Work through the data below and copy out every line where "title" is found.

===== EXERCISE MATERIALS

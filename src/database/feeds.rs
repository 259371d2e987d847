use deadpool_postgres::Transaction;
use tokio_postgres::Row;

use crate::{
    database::conn::{DbError, LazyConn},
    entities::feed::{Feed, FeedName},
    entities::post::DestinationFeed,
};

fn row_to_feed(row: &Row) -> Feed {
    let name: String = row.get("name");
    Feed {
        feed_id: row.get("feed_id"),
        user_id: row.get("user_id"),
        name: FeedName::from_db(&name).expect("unknown feed name in feeds table"),
        title: row.get("title"),
        is_inherent: row.get("is_inherent"),
        ord: row.get("ord"),
    }
}

/// Create the owner's fixed feed set. The RiverOfNews instance created here
/// is the inherent one. Idempotent for singleton kinds.
pub async fn ensure_default_feeds(user_id: i64, tx: &mut Transaction<'_>) -> Result<(), DbError> {
    for name in FeedName::ALL {
        if name.is_singleton() {
            tx.execute(
                "
                INSERT INTO feeds (user_id, name)
                VALUES ($1, $2)
                ON CONFLICT (user_id, name) WHERE name <> 'RiverOfNews' DO NOTHING
                ",
                &[&user_id, &name.as_str()],
            )
            .await?;
        } else {
            tx.execute(
                "
                INSERT INTO feeds (user_id, name, is_inherent, ord)
                SELECT $1, $2, TRUE, 0
                WHERE NOT EXISTS (
                    SELECT 1 FROM feeds
                    WHERE user_id = $1 AND name = $2 AND is_inherent
                )
                ",
                &[&user_id, &name.as_str()],
            )
            .await?;
        }
    }
    Ok(())
}

pub async fn get_feed(feed_id: i32, conn: &mut LazyConn) -> Result<Option<Feed>, DbError> {
    let db = conn.get_client().await?;
    let row = db
        .query_opt(
            "
            SELECT feed_id, user_id, name, title, is_inherent, ord
            FROM feeds
            WHERE feed_id = $1
            ",
            &[&feed_id],
        )
        .await?;
    Ok(row.as_ref().map(row_to_feed))
}

/// The owner's singleton feed of a given kind. For RiverOfNews this is the
/// inherent instance.
pub async fn get_user_named_feed(
    user_id: i64,
    name: FeedName,
    conn: &mut LazyConn,
) -> Result<Option<Feed>, DbError> {
    let db = conn.get_client().await?;
    let row = db
        .query_opt(
            "
            SELECT feed_id, user_id, name, title, is_inherent, ord
            FROM feeds
            WHERE user_id = $1 AND name = $2
              AND (name <> 'RiverOfNews' OR is_inherent)
            ",
            &[&user_id, &name.as_str()],
        )
        .await?;
    Ok(row.as_ref().map(row_to_feed))
}

pub async fn list_home_feeds(user_id: i64, conn: &mut LazyConn) -> Result<Vec<Feed>, DbError> {
    let db = conn.get_client().await?;
    let rows = db
        .query(
            "
            SELECT feed_id, user_id, name, title, is_inherent, ord
            FROM feeds
            WHERE user_id = $1 AND name = 'RiverOfNews'
            ORDER BY is_inherent DESC, ord NULLS LAST, feed_id
            ",
            &[&user_id],
        )
        .await?;
    Ok(rows.iter().map(row_to_feed).collect())
}

pub async fn create_home_feed(
    user_id: i64,
    title: &str,
    tx: &mut Transaction<'_>,
) -> Result<Feed, DbError> {
    let row = tx
        .query_one(
            "
            INSERT INTO feeds (user_id, name, title, is_inherent, ord)
            VALUES ($1, 'RiverOfNews', $2, FALSE,
                    (SELECT COALESCE(MAX(ord), 0) + 1
                     FROM feeds WHERE user_id = $1 AND name = 'RiverOfNews'))
            RETURNING feed_id, user_id, name, title, is_inherent, ord
            ",
            &[&user_id, &title],
        )
        .await?;
    Ok(row_to_feed(&row))
}

pub async fn update_home_feed(
    feed_id: i32,
    title: Option<&str>,
    ord: Option<i32>,
    tx: &mut Transaction<'_>,
) -> Result<bool, DbError> {
    let mut set_clauses = Vec::new();
    let mut values: Vec<&(dyn tokio_postgres::types::ToSql + Sync)> = Vec::new();

    if let Some(ref title) = title {
        values.push(title);
        set_clauses.push(format!("title = ${}", values.len() + 1));
    }
    if let Some(ref ord) = ord {
        values.push(ord);
        set_clauses.push(format!("ord = ${}", values.len() + 1));
    }

    if set_clauses.is_empty() {
        return Ok(false);
    }

    let query = format!(
        "UPDATE feeds SET {} WHERE feed_id = $1 AND name = 'RiverOfNews'",
        set_clauses.join(", ")
    );

    let mut params: Vec<&(dyn tokio_postgres::types::ToSql + Sync)> = vec![&feed_id];
    params.extend(values);

    let updated = tx.execute(query.as_str(), &params).await?;
    Ok(updated > 0)
}

/// Delete an auxiliary home feed. Refuses the inherent one. Subscriptions
/// that only targeted the deleted feed fall back to the inherent home feed;
/// post memberships move with them.
pub async fn delete_home_feed(feed: &Feed, tx: &mut Transaction<'_>) -> Result<bool, DbError> {
    if feed.is_inherent || feed.name != FeedName::RiverOfNews {
        return Ok(false);
    }

    let inherent_id: i32 = tx
        .query_one(
            "
            SELECT feed_id FROM feeds
            WHERE user_id = $1 AND name = 'RiverOfNews' AND is_inherent
            ",
            &[&feed.user_id],
        )
        .await?
        .get("feed_id");

    // point orphaned subscriptions at the inherent feed
    tx.execute(
        "
        UPDATE subscriptions
        SET home_feed_ids = array_append(array_remove(home_feed_ids, $1), $2)
        WHERE user_id = $3 AND home_feed_ids = ARRAY[$1]
        ",
        &[&feed.feed_id, &inherent_id, &feed.user_id],
    )
    .await?;
    tx.execute(
        "
        UPDATE subscriptions
        SET home_feed_ids = array_remove(home_feed_ids, $1)
        WHERE user_id = $2 AND $1 = ANY (home_feed_ids)
        ",
        &[&feed.feed_id, &feed.user_id],
    )
    .await?;

    // migrate memberships, then drop the feed
    tx.execute(
        "
        UPDATE posts
        SET feed_ids = array_append(array_remove(feed_ids, $1), $2)
        WHERE feed_ids @> ARRAY[$1] AND NOT feed_ids @> ARRAY[$2]
        ",
        &[&feed.feed_id, &inherent_id],
    )
    .await?;
    tx.execute(
        "UPDATE posts SET feed_ids = array_remove(feed_ids, $1) WHERE feed_ids @> ARRAY[$1]",
        &[&feed.feed_id],
    )
    .await?;

    let deleted = tx
        .execute(
            "DELETE FROM feeds WHERE feed_id = $1 AND NOT is_inherent",
            &[&feed.feed_id],
        )
        .await?;
    Ok(deleted > 0)
}

/// Load what a post needs to know about its destination feeds to derive
/// privacy flags and route fan-out.
pub async fn load_destination_feeds(
    feed_ids: &[i32],
    conn: &mut LazyConn,
) -> Result<Vec<DestinationFeed>, DbError> {
    let db = conn.get_client().await?;
    let rows = db
        .query(
            "
            SELECT f.feed_id, f.name, u.is_private, u.is_protected
            FROM feeds f
            JOIN users u ON u.user_id = f.user_id
            WHERE f.feed_id = ANY ($1)
            ",
            &[&feed_ids],
        )
        .await?;
    Ok(rows
        .iter()
        .filter_map(|row| {
            let name: String = row.get("name");
            FeedName::from_db(&name).map(|name| DestinationFeed {
                feed_id: row.get("feed_id"),
                name,
                owner_is_private: row.get("is_private"),
                owner_is_protected: row.get("is_protected"),
            })
        })
        .collect())
}

/// Feed ids owned by a user, optionally limited to one kind.
pub async fn user_feed_ids(
    user_id: i64,
    name: Option<FeedName>,
    conn: &mut LazyConn,
) -> Result<Vec<i32>, DbError> {
    let db = conn.get_client().await?;
    let rows = match name {
        Some(name) => {
            db.query(
                "SELECT feed_id FROM feeds WHERE user_id = $1 AND name = $2",
                &[&user_id, &name.as_str()],
            )
            .await?
        }
        None => {
            db.query("SELECT feed_id FROM feeds WHERE user_id = $1", &[&user_id])
                .await?
        }
    };
    Ok(rows.iter().map(|r| r.get("feed_id")).collect())
}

==========

#### WORKED SOLUTION:
        title: row.get("title"),
            SELECT feed_id, user_id, name, title, is_inherent, ord
            SELECT feed_id, user_id, name, title, is_inherent, ord
            SELECT feed_id, user_id, name, title, is_inherent, ord
    title: &str,
            INSERT INTO feeds (user_id, name, title, is_inherent, ord)
            RETURNING feed_id, user_id, name, title, is_inherent, ord
            &[&user_id, &title],
    title: Option<&str>,
    if let Some(ref title) = title {
        values.push(title);
        set_clauses.push(format!("title = ${}", values.len() + 1));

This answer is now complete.